Vous publiez le journal de Renée de Riocour dans la collection « Écrits de femmes ». Comment avez-vous mis au jour ce document ?
Timothée Muller : J’ai découvert ce texte dans le cadre de ma thèse sur la guerre franco-prussienne dans les écrits du for privé. Son directeur, Nicolas Bourguinat, est aussi celui de la collection « Ecrits de femmes », et logiquement s’est imposée l’idée de publier ce journal de Renée de Riocour (Marie Philippine Sophie Isabelle Renée du Boys de Riocour, de son nom complet !).
Car il constitue un document plutôt rare et riche d’enseignements. D’une part sur la guerre de 1870, telle qu’elle a été vécue par la population civile dans la campagne lorraine, en l’occurrence entre Aulnois-sur-Seille et Pont-à-Mousson. D’autre part, sur l’état d’esprit d’une jeune femme de 18 ans, fille unique d’une famille noble, catholique fervente, qui exprime ses émotions et se pose des questions quant à son avenir. C’est à la fois un journal intime et un journal de guerre, particulièrement bien écrit qui plus est.
Quels événements raconte-t-il ?
T. M. : Cette partie du journal, qui s’étale du 23 juillet 1870 au 31 décembre 1871, raconte trois phases de la guerre. D’abord, le choc de son déclenchement, les premières défaites, l’avancée rapide de l’ennemi. Puis l’exil à Pont-à-Mousson où Renée de Riocour part se réfugier – en vain, elle n’y arrive que trois jours avant les soldats prussiens – et dont elle repart à la première occasion. Enfin, la phase la plus longue, celle de l’occupation avec son lot de réquisitions, de violences et de tensions.
C’est à ce moment que de simple observatrice, elle devient actrice ?

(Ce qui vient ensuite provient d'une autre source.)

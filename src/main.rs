//! Punto de entrada ("driver").
//!
//! Este módulo orquesta las fases de análisis y expone una CLI. El
//! código de salida es 0 en éxito y 1 ante cualquier error, incluidos
//! los errores de sintaxis reportados por el parser.

use std::path::Path;
use std::process;

use anyhow::Context;
use clap::{crate_version, Arg, Command};
use log::{debug, info};

use compilador::dump;
use compilador::lex::{tokenize_all, Lexer};
use compilador::parse::Parser;

fn main() -> anyhow::Result<()> {
    simple_logger::init_with_level(log::Level::Warn).expect("logger ya inicializado");

    let args = Command::new("compilador")
        .version(crate_version!())
        .about("Analizador léxico y sintáctico")
        .arg(
            Arg::new("lex")
                .short('l')
                .long("lex")
                .help("Solo análisis léxico: imprime la tabla de tokens"),
        )
        .arg(
            Arg::new("parse")
                .short('p')
                .long("parse")
                .help("Análisis sintáctico: imprime el AST"),
        )
        .arg(
            Arg::new("tokens")
                .short('t')
                .long("tokens")
                .help("Escribe el archivo de tokens para herramientas externas"),
        )
        .arg(
            Arg::new("stats")
                .short('s')
                .long("stats")
                .help("Imprime estadísticas del parser"),
        )
        .arg(
            Arg::new("source")
                .value_name("ARCHIVO")
                .required(true)
                .help("Ruta del archivo fuente"),
        )
        .get_matches();

    let source_path = Path::new(args.value_of("source").expect("argumento requerido"));
    let source = std::fs::read_to_string(source_path)
        .with_context(|| format!("No se pudo leer el archivo fuente: {}", source_path.display()))?;
    debug!("fuente de {} bytes", source.len());

    let lex_only = args.is_present("lex");
    let write_tokens = args.is_present("tokens");
    let show_ast = args.is_present("parse");
    let show_stats = args.is_present("stats");

    if lex_only || write_tokens {
        let tokens = tokenize_all(&source);

        if lex_only {
            println!("{:<12} {:<24} {:>6} {:>8}", "TIPO", "LEXEMA", "LINEA", "COLUMNA");
            for token in &tokens {
                println!(
                    "{:<12} {:<24} {:>6} {:>8}",
                    token.kind.category().name(),
                    token.lexeme,
                    token.position.line(),
                    token.position.column()
                );
            }
        }

        if write_tokens {
            let output_path = dump::dump_to_default_path(&tokens, source_path)
                .context("No se pudo escribir el archivo de tokens")?;
            info!("archivo de tokens escrito en {}", output_path.display());
        }
    }

    if show_ast || show_stats || !(lex_only || write_tokens) {
        let mut parser = Parser::new(Lexer::new(&source));

        let program = match parser.parse() {
            Ok(program) => program,
            Err(error) => {
                eprintln!("error: {}", error.val());
                eprintln!(" --> {}:{}", source_path.display(), error.position());
                process::exit(1);
            }
        };

        if show_ast || !(lex_only || write_tokens || show_stats) {
            print!("{}", program);
        }

        if show_stats {
            let stats = parser.stats();
            println!();
            println!("Estadísticas del parser:");
            println!("  Expresiones analizadas: {}", stats.expressions);
            println!("  Reducciones:            {}", stats.reductions);
        }
    }

    Ok(())
}
//! Frontend léxico y sintáctico de un lenguaje imperativo pequeño
//! orientado a expresiones.
//!
//! El crate transforma texto fuente en una de dos salidas: un flujo de
//! tokens clasificados con posiciones precisas, o un árbol de sintaxis
//! abstracta listo para fases semánticas posteriores.
//!
//! La tubería es pura y síncrona: fuente → [`lex::Lexer`] → tokens →
//! [`parse::Parser`] → [`ast::Program`], más a lo sumo un diagnóstico.
//! El lexer es total sobre cualquier entrada de bytes; los errores
//! sintácticos abortan el análisis con un único error posicionado.

pub mod ast;
pub mod dump;
pub mod lex;
pub mod parse;
pub mod source;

T. M. : Renée de Riocour prend une part active à la guerre car elle veut aider et apporter du réconfort aux prisonniers et aux blessés qui arrivent des batailles dans les environs de Metz. C’est l’un des rôles que les femmes sont autorisées à occuper : distribution de nourriture, transmission de lettres à leurs familles… Être au contact des combattants qui reviennent du front, c’est aussi avoir accès à des informations sur la conduite de la guerre. Ce qui n’est pas aisé, compte tenu de la propagande de l’occupant et de l’isolement dont souffrent les habitants de l’arrière.
La circulation de l’information et sa véracité sont d’ailleurs des enjeux majeurs dans ses écrits ?
T. M. : Au début de la guerre, les nouvelles arrivent librement. Mais dès que l’occupation commence, les journaux français sont souvent interdits dans les territoires occupés et les Prussiens prennent le contrôle de l’information. Cette absence d’informations fiables et la défiance d’une partie de la population vis-à-vis de l’occupant a pour effet de semer le doute et de faciliter la propagation des rumeurs. L’épisode purement fictif des carrières de Jaumont, qui fait état d’une déroute des armées allemandes avec des pertes extrêmement lourdes, en est un bon exemple. Mais, dans de nombreux cas, les soldats qui battent la campagne (jusqu’au commandement) n’ont pas toujours d’informations très claires sur la conduite des opérations.

Au-delà de l’épisode de la guerre de 1870, Renée de Riocour, devenue Renée de la Chaise après son mariage en 1878, continue d’écrire son journal ?
T. M. : Oui, jusqu’au décès accidentel de son époux en 1889. Ce qui est plutôt rare. A l’époque, tenir un journal fait partie du processus éducatif classique des jeunes aristocrates. Pour s’entraîner à l’écriture et perfectionner son style. Et pour apprendre à maitriser ses émotions et sa subjectivité afin de ne pas sortir du cadre moral autorisé. Mais généralement, cela s’arrête avec le mariage.
Chez Renée de Riocour, c’est un peu plus complexe. Elle écrit jusqu’au décès accidentel de son mari, François-Norbert de la Chaise. Son journal a différents destinataires : sa mère, d’abord, à qui il lui permet de se confier. Son époux ensuite. Ses enfants, enfin, à qui elle veut transmettre l’histoire familiale. C’est pour cela qu’elle met au net ses carnets et qu’elle y ajoute des notes quelques années plus tard. Pour autant, elle n’a jamais envisagé que son journal puisse être publié.